Stored data.
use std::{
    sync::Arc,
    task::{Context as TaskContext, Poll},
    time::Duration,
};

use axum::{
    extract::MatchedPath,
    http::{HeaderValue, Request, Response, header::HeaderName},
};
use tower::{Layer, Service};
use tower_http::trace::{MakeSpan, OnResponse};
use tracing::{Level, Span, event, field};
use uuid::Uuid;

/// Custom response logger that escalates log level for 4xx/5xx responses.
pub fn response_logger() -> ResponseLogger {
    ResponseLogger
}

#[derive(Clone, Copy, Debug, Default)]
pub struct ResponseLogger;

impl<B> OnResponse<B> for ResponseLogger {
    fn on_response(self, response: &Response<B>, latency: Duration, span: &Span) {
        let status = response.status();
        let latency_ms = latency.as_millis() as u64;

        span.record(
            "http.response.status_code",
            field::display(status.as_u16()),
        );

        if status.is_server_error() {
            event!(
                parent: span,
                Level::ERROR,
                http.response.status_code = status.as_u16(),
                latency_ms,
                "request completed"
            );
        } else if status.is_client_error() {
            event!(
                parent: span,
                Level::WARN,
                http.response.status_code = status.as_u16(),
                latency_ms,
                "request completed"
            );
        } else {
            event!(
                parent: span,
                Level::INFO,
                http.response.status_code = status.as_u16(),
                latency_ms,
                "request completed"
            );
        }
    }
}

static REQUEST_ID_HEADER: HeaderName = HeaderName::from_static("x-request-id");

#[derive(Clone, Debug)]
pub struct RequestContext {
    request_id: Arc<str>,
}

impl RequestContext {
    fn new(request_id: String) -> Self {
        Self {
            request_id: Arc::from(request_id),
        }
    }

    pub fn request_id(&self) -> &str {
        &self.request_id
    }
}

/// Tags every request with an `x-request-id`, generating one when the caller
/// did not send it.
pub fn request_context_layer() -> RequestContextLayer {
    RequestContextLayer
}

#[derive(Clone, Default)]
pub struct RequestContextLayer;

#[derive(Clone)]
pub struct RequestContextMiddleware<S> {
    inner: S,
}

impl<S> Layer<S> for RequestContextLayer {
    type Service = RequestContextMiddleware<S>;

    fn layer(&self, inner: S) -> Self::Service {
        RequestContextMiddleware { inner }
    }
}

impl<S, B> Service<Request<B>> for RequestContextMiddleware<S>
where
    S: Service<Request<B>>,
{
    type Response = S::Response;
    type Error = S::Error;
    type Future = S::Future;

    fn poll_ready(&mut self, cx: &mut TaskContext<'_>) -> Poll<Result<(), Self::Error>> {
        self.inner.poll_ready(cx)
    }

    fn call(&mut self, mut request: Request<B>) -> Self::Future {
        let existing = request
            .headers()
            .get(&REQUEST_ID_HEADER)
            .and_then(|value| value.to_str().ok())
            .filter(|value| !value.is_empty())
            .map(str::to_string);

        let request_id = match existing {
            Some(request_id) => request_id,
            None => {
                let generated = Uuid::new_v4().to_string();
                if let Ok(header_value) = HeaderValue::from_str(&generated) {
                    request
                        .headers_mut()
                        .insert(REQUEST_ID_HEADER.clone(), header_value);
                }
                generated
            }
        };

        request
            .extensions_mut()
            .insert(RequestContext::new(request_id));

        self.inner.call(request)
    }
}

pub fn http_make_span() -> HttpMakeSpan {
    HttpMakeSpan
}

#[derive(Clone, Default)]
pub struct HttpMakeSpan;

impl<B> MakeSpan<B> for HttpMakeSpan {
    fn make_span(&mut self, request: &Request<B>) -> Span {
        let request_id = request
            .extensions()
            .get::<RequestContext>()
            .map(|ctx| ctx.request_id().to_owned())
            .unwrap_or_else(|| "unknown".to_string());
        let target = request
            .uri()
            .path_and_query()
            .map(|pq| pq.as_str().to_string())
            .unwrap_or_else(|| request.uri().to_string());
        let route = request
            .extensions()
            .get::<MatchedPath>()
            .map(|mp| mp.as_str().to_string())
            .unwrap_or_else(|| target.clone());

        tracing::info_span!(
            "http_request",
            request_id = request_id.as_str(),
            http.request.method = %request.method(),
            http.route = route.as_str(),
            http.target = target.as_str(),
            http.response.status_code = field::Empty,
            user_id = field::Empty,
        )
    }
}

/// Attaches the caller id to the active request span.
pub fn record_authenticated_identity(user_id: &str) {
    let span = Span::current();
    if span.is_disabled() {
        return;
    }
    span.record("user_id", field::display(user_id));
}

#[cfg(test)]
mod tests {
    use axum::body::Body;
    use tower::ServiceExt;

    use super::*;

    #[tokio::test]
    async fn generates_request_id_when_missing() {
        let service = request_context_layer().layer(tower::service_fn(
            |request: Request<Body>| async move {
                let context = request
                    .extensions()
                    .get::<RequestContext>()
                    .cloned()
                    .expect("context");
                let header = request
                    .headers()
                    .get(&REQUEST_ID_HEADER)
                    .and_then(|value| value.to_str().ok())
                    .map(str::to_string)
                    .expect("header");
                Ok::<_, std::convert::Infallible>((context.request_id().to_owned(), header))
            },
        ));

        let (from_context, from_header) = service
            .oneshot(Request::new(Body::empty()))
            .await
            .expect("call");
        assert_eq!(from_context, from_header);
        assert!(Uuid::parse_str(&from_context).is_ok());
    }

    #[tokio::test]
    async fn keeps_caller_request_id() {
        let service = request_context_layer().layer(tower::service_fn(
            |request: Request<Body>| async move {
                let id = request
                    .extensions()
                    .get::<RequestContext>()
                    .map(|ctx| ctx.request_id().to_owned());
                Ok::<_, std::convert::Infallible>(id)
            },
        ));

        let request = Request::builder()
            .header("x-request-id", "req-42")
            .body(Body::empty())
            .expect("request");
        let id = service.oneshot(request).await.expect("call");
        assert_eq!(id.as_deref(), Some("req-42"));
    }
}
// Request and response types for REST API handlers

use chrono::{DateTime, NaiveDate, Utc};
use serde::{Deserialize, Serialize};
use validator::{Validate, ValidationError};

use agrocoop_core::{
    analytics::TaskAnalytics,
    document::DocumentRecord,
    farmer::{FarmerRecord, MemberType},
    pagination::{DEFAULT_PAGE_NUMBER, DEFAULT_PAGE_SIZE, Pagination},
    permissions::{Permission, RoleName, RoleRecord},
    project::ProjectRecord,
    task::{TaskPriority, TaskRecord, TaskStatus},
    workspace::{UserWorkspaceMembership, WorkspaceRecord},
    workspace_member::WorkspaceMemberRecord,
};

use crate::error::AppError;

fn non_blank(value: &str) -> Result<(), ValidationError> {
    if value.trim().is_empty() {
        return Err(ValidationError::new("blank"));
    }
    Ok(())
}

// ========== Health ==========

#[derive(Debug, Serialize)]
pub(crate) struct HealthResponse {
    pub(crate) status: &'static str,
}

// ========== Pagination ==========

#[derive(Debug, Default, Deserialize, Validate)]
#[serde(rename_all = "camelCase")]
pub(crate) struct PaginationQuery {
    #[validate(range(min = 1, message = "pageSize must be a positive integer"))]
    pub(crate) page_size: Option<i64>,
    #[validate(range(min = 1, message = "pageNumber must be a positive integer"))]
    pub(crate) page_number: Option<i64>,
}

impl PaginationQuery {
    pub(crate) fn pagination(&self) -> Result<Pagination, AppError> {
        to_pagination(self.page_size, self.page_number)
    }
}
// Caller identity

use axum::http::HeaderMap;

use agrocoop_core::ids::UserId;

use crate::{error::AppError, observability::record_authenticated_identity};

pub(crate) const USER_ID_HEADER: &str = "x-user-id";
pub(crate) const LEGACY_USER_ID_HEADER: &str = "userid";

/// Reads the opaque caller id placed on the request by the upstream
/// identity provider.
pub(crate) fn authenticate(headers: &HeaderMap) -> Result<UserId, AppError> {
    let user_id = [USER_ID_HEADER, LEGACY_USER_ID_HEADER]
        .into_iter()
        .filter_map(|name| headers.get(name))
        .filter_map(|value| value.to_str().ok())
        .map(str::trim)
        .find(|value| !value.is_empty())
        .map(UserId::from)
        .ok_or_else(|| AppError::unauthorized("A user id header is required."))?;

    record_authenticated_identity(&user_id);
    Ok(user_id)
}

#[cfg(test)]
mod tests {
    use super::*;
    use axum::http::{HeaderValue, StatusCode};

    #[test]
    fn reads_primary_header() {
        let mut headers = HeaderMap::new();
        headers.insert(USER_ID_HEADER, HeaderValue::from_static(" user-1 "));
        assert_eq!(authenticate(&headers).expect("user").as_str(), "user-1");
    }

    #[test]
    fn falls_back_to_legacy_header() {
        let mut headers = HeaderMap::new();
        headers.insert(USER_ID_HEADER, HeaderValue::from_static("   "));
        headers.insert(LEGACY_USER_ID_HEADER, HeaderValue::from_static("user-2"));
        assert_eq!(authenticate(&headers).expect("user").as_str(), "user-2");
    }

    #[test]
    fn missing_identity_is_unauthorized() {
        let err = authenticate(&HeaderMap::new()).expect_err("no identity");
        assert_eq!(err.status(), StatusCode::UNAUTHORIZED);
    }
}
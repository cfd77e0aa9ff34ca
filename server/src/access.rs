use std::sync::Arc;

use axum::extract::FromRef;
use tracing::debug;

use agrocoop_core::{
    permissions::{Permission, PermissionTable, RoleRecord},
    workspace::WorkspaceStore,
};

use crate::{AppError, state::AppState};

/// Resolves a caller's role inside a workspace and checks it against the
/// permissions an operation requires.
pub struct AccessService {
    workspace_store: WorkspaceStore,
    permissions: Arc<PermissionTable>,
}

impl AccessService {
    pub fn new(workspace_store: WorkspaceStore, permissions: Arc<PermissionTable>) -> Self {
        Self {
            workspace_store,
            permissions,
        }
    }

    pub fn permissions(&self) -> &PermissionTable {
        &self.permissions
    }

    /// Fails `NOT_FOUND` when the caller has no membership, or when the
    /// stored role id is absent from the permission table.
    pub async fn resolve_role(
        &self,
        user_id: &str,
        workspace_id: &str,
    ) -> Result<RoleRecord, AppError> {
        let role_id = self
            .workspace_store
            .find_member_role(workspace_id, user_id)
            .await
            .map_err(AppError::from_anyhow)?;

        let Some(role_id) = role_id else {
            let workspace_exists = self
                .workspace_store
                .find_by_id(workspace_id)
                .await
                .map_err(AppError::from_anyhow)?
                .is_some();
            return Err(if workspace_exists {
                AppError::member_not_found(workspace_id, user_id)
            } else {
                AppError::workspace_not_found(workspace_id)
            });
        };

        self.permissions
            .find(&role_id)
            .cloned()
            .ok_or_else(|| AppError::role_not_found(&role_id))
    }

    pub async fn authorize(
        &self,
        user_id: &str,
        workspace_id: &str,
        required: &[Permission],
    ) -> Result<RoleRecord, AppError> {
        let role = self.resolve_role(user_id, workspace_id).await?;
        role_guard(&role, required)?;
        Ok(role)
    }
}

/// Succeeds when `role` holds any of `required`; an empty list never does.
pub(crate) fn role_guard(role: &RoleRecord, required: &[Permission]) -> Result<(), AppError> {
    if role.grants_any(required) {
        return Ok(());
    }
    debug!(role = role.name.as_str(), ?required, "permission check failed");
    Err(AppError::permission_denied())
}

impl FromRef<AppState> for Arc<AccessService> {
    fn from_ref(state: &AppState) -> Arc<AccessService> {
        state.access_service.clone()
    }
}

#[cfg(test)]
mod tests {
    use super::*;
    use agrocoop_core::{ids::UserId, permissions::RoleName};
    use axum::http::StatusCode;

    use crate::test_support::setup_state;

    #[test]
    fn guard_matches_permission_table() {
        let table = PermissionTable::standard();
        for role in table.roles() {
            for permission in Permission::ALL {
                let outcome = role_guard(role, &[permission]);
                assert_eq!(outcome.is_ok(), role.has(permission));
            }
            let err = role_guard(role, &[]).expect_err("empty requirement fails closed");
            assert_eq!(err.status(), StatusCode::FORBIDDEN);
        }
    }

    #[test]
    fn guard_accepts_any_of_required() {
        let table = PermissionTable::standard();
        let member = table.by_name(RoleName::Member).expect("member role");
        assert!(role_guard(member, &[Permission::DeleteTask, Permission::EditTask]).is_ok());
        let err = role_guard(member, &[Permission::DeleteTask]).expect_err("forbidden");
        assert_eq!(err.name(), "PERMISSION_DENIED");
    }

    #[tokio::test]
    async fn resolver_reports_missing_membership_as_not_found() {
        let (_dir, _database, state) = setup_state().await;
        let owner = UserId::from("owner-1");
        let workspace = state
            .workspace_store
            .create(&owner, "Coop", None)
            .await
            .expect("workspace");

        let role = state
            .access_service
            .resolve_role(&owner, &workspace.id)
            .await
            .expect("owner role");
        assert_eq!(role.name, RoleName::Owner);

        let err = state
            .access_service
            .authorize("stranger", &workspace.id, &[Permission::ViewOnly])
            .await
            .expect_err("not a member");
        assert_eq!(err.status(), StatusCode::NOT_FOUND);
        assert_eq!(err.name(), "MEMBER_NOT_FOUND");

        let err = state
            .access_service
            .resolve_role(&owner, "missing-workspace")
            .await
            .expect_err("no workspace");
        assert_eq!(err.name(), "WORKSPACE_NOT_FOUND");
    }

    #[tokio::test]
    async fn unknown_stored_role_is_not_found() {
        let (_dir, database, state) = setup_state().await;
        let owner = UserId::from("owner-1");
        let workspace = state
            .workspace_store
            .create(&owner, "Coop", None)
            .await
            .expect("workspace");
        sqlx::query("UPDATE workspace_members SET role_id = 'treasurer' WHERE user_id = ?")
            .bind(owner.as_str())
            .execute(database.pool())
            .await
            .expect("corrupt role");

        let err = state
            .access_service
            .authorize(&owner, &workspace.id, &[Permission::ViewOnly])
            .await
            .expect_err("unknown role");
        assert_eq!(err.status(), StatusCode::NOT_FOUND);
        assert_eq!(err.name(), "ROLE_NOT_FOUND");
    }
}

What is required.
Search the entries above for "convert". Return every line that has it.

Answer section.
                Ok::<_, std::convert::Infallible>((context.request_id().to_owned(), header))
                Ok::<_, std::convert::Infallible>(id)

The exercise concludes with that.